Why is Home Electrical Safety Important?
Electricity is a convenience that most of us would hardly know what to do without! Nikoli Tesla was a brilliant man. Tesla invented the AC current which enabled us to distribute power easier than the DC current invented by Thomas Edison. It is highly impractical to distribute DC current to residential homes. There are many improvements since the days of Thomas Edison and Nikoli Tesla. Safety is a big part of these improvements. This is where Home Electrical Safety comes in!
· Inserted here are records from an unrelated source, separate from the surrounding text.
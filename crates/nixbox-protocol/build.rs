//! Build script for protocol buffer message types.
//!
//! The message types generated from the .proto files are checked in under
//! `src/generated/` (see `src/generated/mod.rs`). Regenerating them requires
//! `protoc`; when it is unavailable the committed code is used as-is, so
//! this script does not invoke the compiler. It only asks cargo to rerun
//! when the proto source changes.

fn main() {
    println!("cargo:rerun-if-changed=proto/image.proto");
}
I see many homes as a home inspector. Safety is a large part of what we look for in a home inspection. I have a section in my reports on the summary page that I always dedicate to safety concerns. According to the National Fire Protection Association (NFPA), between 2010 and 2014, U.S. municipal fire departments responded to an average of 45,210 home structure fires involving electrical failure or malfunction. These fires caused annual averages of 420 civilian deaths, 1,370 civilian injuries, and $1.4 billion in direct property damage. 57% of house fires are caused by electrical distribution issues.
Home Electrical Safety Tips
Here are a few things that I often see in central Illinois as a home inspector. Many times these items are on a home inspection report. Understanding electricity principles and acting on these safety tips will help prevent more electrical house fires. Note: Please understand that this list is not exhaustive.
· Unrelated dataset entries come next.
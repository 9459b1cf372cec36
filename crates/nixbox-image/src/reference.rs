//! Encoded image reference resolution.
//!
//! A `nix:0` image reference embeds a store path instead of a registry
//! coordinate. Single-architecture references carry the path directly;
//! multi-architecture references carry a `/multiarch/` table of
//! `<system><store path>` pairs with no separator between pairs. The
//! boundary between a store path and the next system name is disambiguated
//! purely by the store-path grammar: `/nix/store/` followed by a
//! 32-character lowercase hash, a hyphen, and the package name.

use std::collections::HashMap;

use tracing::error;

use crate::error::{ImageError, Result};

/// Prefix marking an image reference as a Nix store encoding.
pub const IMAGE_REF_PREFIX: &str = "nix:0";

const MULTIARCH_MARKER: &str = "/multiarch/";
const STORE_ROOT: &str = "/nix/store/";
const STORE_HASH_LEN: usize = 32;

/// Returns the Nix system double of the host platform.
///
/// # Errors
///
/// Fails when the host is not one of the supported `linux/x86_64` or
/// `linux/aarch64` pairs.
pub fn host_system() -> Result<&'static str> {
    match (std::env::consts::OS, std::env::consts::ARCH) {
        ("linux", "x86_64") => Ok("x86_64-linux"),
        ("linux", "aarch64") => Ok("aarch64-linux"),
        (os, arch) => Err(ImageError::UnsupportedPlatform { os, arch }),
    }
}

/// Extracts the store path for `system` from an encoded image reference.
///
/// Single-architecture references resolve to their embedded path
/// unconditionally, whatever `system` is. Multi-architecture references
/// resolve to the path paired with `system`; when the reference carries no
/// entry for it, the failure is logged and an empty path is returned, which
/// makes the subsequent build step fail for that architecture only.
pub fn resolve_store_path(reference: &str, system: &str) -> String {
    let path = reference.strip_prefix(IMAGE_REF_PREFIX).unwrap_or(reference);
    let path = path.strip_suffix(":latest").unwrap_or(path);

    let Some(mut rest) = path.strip_prefix(MULTIARCH_MARKER) else {
        return path.to_string();
    };

    let mut paths_per_system: HashMap<&str, &str> = HashMap::new();
    while !rest.is_empty() {
        // The system name runs up to the leading '/' of its store path.
        let name = rest.split('/').next().unwrap_or(rest);
        rest = &rest[name.len()..];

        let store_path = match_store_path(rest).unwrap_or("");
        rest = &rest[store_path.len()..];
        rest = rest.strip_prefix('/').unwrap_or(rest);

        paths_per_system.insert(name, store_path);
    }

    match paths_per_system.get(system) {
        Some(found) => (*found).to_string(),
        None => {
            error!(
                reference = %reference,
                system = %system,
                "failed to extract store path from reference"
            );
            String::new()
        }
    }
}

/// Returns the longest prefix of `input` that is a well-formed store path.
///
/// The next system name in a multiarch table starts with '/', which is not
/// a name character, so the greedy name scan stops exactly at the pair
/// boundary.
fn match_store_path(input: &str) -> Option<&str> {
    let rest = input.strip_prefix(STORE_ROOT)?;
    let bytes = rest.as_bytes();
    if bytes.len() < STORE_HASH_LEN + 2 {
        return None;
    }
    if !bytes[..STORE_HASH_LEN]
        .iter()
        .all(|&b| b.is_ascii_digit() || b.is_ascii_lowercase())
    {
        return None;
    }
    if bytes[STORE_HASH_LEN] != b'-' {
        return None;
    }
    let name_len = bytes[STORE_HASH_LEN + 1..]
        .iter()
        .take_while(|&&b| is_name_char(b))
        .count();
    if name_len == 0 {
        return None;
    }
    Some(&input[..STORE_ROOT.len() + STORE_HASH_LEN + 1 + name_len])
}

const fn is_name_char(b: u8) -> bool {
    matches!(b, b'-' | b'.' | b'+' | b'_' | b'0'..=b'9' | b'a'..=b'z' | b'A'..=b'Z')
}

#[cfg(test)]
mod tests {
    use super::*;

    const X86_PATH: &str = "/nix/store/02zg1wk37s9k35n5iv850g52dp1ffdxz-nginx-1.24.0";
    const ARM_PATH: &str = "/nix/store/gjilixzvxk9pzilz3ixxamrjqk4mk1jl-nginx-1.24.0";

    fn multiarch_ref() -> String {
        format!("nix:0/multiarch/x86_64-linux{X86_PATH}/aarch64-linux{ARM_PATH}")
    }

    #[test]
    fn test_single_arch_ref() {
        let reference = format!("nix:0{X86_PATH}");
        assert_eq!(resolve_store_path(&reference, "x86_64-linux"), X86_PATH);
    }

    #[test]
    fn test_single_arch_ignores_system() {
        let reference = format!("nix:0{X86_PATH}");
        assert_eq!(resolve_store_path(&reference, "aarch64-linux"), X86_PATH);
        assert_eq!(resolve_store_path(&reference, "riscv64-linux"), X86_PATH);
    }

    #[test]
    fn test_multi_arch_ref() {
        let reference = multiarch_ref();
        assert_eq!(resolve_store_path(&reference, "x86_64-linux"), X86_PATH);
        assert_eq!(resolve_store_path(&reference, "aarch64-linux"), ARM_PATH);
    }

    #[test]
    fn test_multi_arch_unknown_system_is_empty() {
        let reference = multiarch_ref();
        assert_eq!(resolve_store_path(&reference, "riscv64-linux"), "");
    }

    #[test]
    fn test_latest_tag_is_stripped() {
        let bare = format!("nix:0{X86_PATH}");
        let tagged = format!("nix:0{X86_PATH}:latest");
        assert_eq!(
            resolve_store_path(&tagged, "x86_64-linux"),
            resolve_store_path(&bare, "x86_64-linux"),
        );

        let tagged = format!("{}:latest", multiarch_ref());
        assert_eq!(resolve_store_path(&tagged, "aarch64-linux"), ARM_PATH);
    }

    #[test]
    fn test_other_tags_are_kept() {
        let reference = format!("nix:0{X86_PATH}:v2");
        assert_eq!(
            resolve_store_path(&reference, "x86_64-linux"),
            format!("{X86_PATH}:v2"),
        );
    }

    #[test]
    fn test_empty_body_resolves_empty() {
        assert_eq!(resolve_store_path("nix:0", "x86_64-linux"), "");
        assert_eq!(resolve_store_path("nix:0/multiarch/", "x86_64-linux"), "");
    }

    #[test]
    fn test_malformed_store_segment_maps_empty() {
        // Hash contains uppercase characters, so the store-path scan fails
        // and the system maps to an empty path instead of aborting.
        let reference =
            "nix:0/multiarch/x86_64-linux/nix/store/02ZG1WK37S9K35N5IV850G52DP1FFDXZ-nginx";
        assert_eq!(resolve_store_path(reference, "x86_64-linux"), "");
    }

    #[test]
    fn test_match_store_path_stops_at_pair_boundary() {
        let input = format!("{X86_PATH}/aarch64-linux{ARM_PATH}");
        assert_eq!(match_store_path(&input), Some(X86_PATH));
    }

    #[test]
    fn test_match_store_path_accepts_name_punctuation() {
        let input = "/nix/store/02zg1wk37s9k35n5iv850g52dp1ffdxz-gtk+3_1.2-rc.1";
        assert_eq!(match_store_path(input), Some(input));
    }

    #[test]
    fn test_match_store_path_rejects_short_hash() {
        assert_eq!(match_store_path("/nix/store/02zg1wk37s9k-nginx"), None);
        assert_eq!(match_store_path("/nix/store/"), None);
        assert_eq!(match_store_path("/srv/other/root"), None);
    }

    #[cfg(all(
        target_os = "linux",
        any(target_arch = "x86_64", target_arch = "aarch64")
    ))]
    #[test]
    fn test_host_system_is_supported() {
        assert!(host_system().is_ok());
    }
}
// VeriCorp company verification tools

use crate::protocol::{CallToolResult, ToolSchema};
use crate::tools::{json_schema_object, json_schema_string, Tool};
use anyhow::Result;
use reqwest::header;
use serde::Deserialize;
use std::sync::Arc;
use std::time::Duration;

const PROXY_SECRET_HEADER: &str = "x-rapidapi-proxy-secret";

/// Failures reaching the VeriCorp API.
#[derive(Debug, thiserror::Error)]
pub enum UpstreamError {
    #[error("invalid URL: {0}")]
    Url(#[from] url::ParseError),

    #[error("{0}")]
    Http(#[from] reqwest::Error),

    #[error("invalid proxy secret: {0}")]
    Secret(#[from] header::InvalidHeaderValue),
}

/// Raw upstream reply: HTTP status plus body text.
pub struct UpstreamResponse {
    pub status: reqwest::StatusCode,
    pub body: String,
}

/// Shared HTTP client for the VeriCorp verification API.
///
/// Every request goes out as a GET carrying the proxy secret header; no tool
/// uses any other verb.
pub struct VeriCorpClient {
    client: reqwest::Client,
    base_url: url::Url,
}

impl VeriCorpClient {
    pub fn new(
        base_url: url::Url,
        proxy_secret: &str,
        timeout: Duration,
    ) -> Result<Self, UpstreamError> {
        let mut headers = header::HeaderMap::new();
        headers.insert(
            header::HeaderName::from_static(PROXY_SECRET_HEADER),
            header::HeaderValue::from_str(proxy_secret)?,
        );

        let client = reqwest::Client::builder()
            .timeout(timeout)
            .default_headers(headers)
            .build()?;

        Ok(Self { client, base_url })
    }

    /// Issue a GET and capture status plus body text. Transport failures
    /// surface as errors; HTTP error statuses do not.
    pub async fn get_text(&self, path: &str) -> Result<UpstreamResponse, UpstreamError> {
        let url = self.base_url.join(path)?;
        tracing::debug!(url = %url, "GET request to VeriCorp");

        let response = self.client.get(url).send().await?;
        let status = response.status();
        let body = response.text().await?;

        Ok(UpstreamResponse { status, body })
    }
}

/// Map an upstream exchange onto tool content. Failures of any kind ride
/// back as text; this never produces a protocol-level error.
fn upstream_result(outcome: Result<UpstreamResponse, UpstreamError>) -> CallToolResult {
    match outcome {
        Ok(response) if response.status.is_success() => CallToolResult::text(response.body),
        Ok(response) => CallToolResult::text(format!(
            "API error ({}): {}",
            response.status.as_u16(),
            response.body
        )),
        Err(e) => CallToolResult::text(format!("Failed to reach VeriCorp API: {}", e)),
    }
}

#[derive(Debug, Deserialize)]
struct TaxIdArgs {
    tax_id: String,
}

/// Tool to look up company details by European tax ID.
pub struct CompanyLookupTool {
    client: Arc<VeriCorpClient>,
}

impl CompanyLookupTool {
    pub fn new(client: Arc<VeriCorpClient>) -> Self {
        Self { client }
    }
}

#[async_trait::async_trait]
impl Tool for CompanyLookupTool {
    fn schema(&self) -> ToolSchema {
        ToolSchema {
            name: "vericorp_company_lookup".to_string(),
            description: "Look up a European company by tax ID. Returns company name, address, \
                          legal form, status, directors, and more. Supports 28 countries (27 EU + UK)."
                .to_string(),
            input_schema: json_schema_object(
                serde_json::json!({
                    "tax_id": json_schema_string(
                        "Tax ID with country prefix, e.g. PT502011378, DK10150817, GB00445790"
                    )
                }),
                vec!["tax_id"],
            ),
        }
    }

    async fn execute(&self, arguments: serde_json::Value) -> Result<CallToolResult> {
        // A missing or non-string tax_id degrades to text like any other failure
        let args: TaxIdArgs = match serde_json::from_value(arguments) {
            Ok(args) => args,
            Err(_) => return Ok(CallToolResult::text("Missing required parameter: tax_id")),
        };

        let path = format!("/v1/company/{}", urlencoding::encode(&args.tax_id));
        Ok(upstream_result(self.client.get_text(&path).await))
    }
}

/// Tool to validate a European VAT number against VIES.
pub struct ValidateVatTool {
    client: Arc<VeriCorpClient>,
}

impl ValidateVatTool {
    pub fn new(client: Arc<VeriCorpClient>) -> Self {
        Self { client }
    }
}

#[async_trait::async_trait]
impl Tool for ValidateVatTool {
    fn schema(&self) -> ToolSchema {
        ToolSchema {
            name: "vericorp_validate_vat".to_string(),
            description: "Validate a European VAT number. Checks format locally and verifies \
                          against VIES (EU VAT validation service). Returns validity status and \
                          company name if valid."
                .to_string(),
            input_schema: json_schema_object(
                serde_json::json!({
                    "tax_id": json_schema_string(
                        "VAT number with country prefix, e.g. PT502011378, DE123456789"
                    )
                }),
                vec!["tax_id"],
            ),
        }
    }

    async fn execute(&self, arguments: serde_json::Value) -> Result<CallToolResult> {
        let args: TaxIdArgs = match serde_json::from_value(arguments) {
            Ok(args) => args,
            Err(_) => return Ok(CallToolResult::text("Missing required parameter: tax_id")),
        };

        let path = format!("/v1/validate/{}", urlencoding::encode(&args.tax_id));
        Ok(upstream_result(self.client.get_text(&path).await))
    }
}

/// Tool to list the countries VeriCorp covers.
pub struct SupportedCountriesTool {
    client: Arc<VeriCorpClient>,
}

impl SupportedCountriesTool {
    pub fn new(client: Arc<VeriCorpClient>) -> Self {
        Self { client }
    }
}

#[async_trait::async_trait]
impl Tool for SupportedCountriesTool {
    fn schema(&self) -> ToolSchema {
        ToolSchema {
            name: "vericorp_supported_countries".to_string(),
            description: "List all countries supported by VeriCorp. Shows which countries have \
                          full enrichment vs VAT-only validation."
                .to_string(),
            input_schema: serde_json::json!({
                "type": "object",
                "properties": {}
            }),
        }
    }

    async fn execute(&self, _arguments: serde_json::Value) -> Result<CallToolResult> {
        Ok(upstream_result(self.client.get_text("/v1/countries").await))
    }
}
Open grounds are common in homes built before the 60’s. Whether the property is in Peoria, Bloomington, Morton, Washington, Dunlap, Hudson, Eureka, Goodfield, you name it.
The National Electric Code (NEC) in 1962 required a separate ground wire at all branch circuits. This is why you see the two prong outlets in the old homes. Please consider hiring a professional electrical contractor to install grounded receptacles.
Extension cord wiring
This is often found in a garage where few outlets are installed. Many times the extension cords are not the correct gauge of wire for the electric load. For home electrical safety, consider removing this wiring and hiring a licensed electrician to do the job right.
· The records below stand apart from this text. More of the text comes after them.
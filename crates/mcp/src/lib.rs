// MCP (Model Context Protocol) surface for the VeriCorp verification tools

pub mod protocol;
pub mod server;
pub mod tools;

pub use server::McpServer;
pub mod vericorp;
mod registry;

pub use registry::{json_schema_object, json_schema_string, Tool, ToolRegistry};
pub use vericorp::{
    CompanyLookupTool, SupportedCountriesTool, UpstreamError, ValidateVatTool, VeriCorpClient,
};

use std::sync::Arc;

/// Build the registry with the fixed VeriCorp tool catalog. `tools/list`
/// reports the tools in exactly this order.
pub fn vericorp_registry(client: Arc<VeriCorpClient>) -> ToolRegistry {
    let mut registry = ToolRegistry::new();
    registry.register(Arc::new(CompanyLookupTool::new(client.clone())));
    registry.register(Arc::new(ValidateVatTool::new(client.clone())));
    registry.register(Arc::new(SupportedCountriesTool::new(client)));
    registry
}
The NEC requires GFCI protected circuits in the kitchen, bathroom, garage, laundry, and exterior. These areas are likely to have moisture. Please consider upgrading to a GFCI circuit if you have standard circuits in these areas. Test any GFCI circuits to validate that they work.
The requirement for arc fault circuit interrupters has been in more recent years. Perhaps many are not aware of the need for this receptacle safety. An arc fault is an unintended arc flowing through an unintended path. For example, a loose wire in a receptacle arcing in the box when an appliance is plugged in. AFCI circuits are required in all areas where GFCI circuits are not present.
Three prong adapters
Often times in older homes with two prong receptacles, a three-prong adapter is used. These adapters are rarely used in the right way. The small tab is supposed to be screwed to a ground path. This is a concern when a surge protector with sensitive electronic equipment is plugged in. If the surge protector has no ground, there is no protection for your computer system or television. To improve your home electrical safety, consider hiring a licensed electrician to install grounded receptacles.
Access to the electric panel
Be sure you have a clear path to the electric panel. In the event of an emergency, you need to be able to turn off power immediately. No matter what the home inspection cost is, we always report on safety items like this.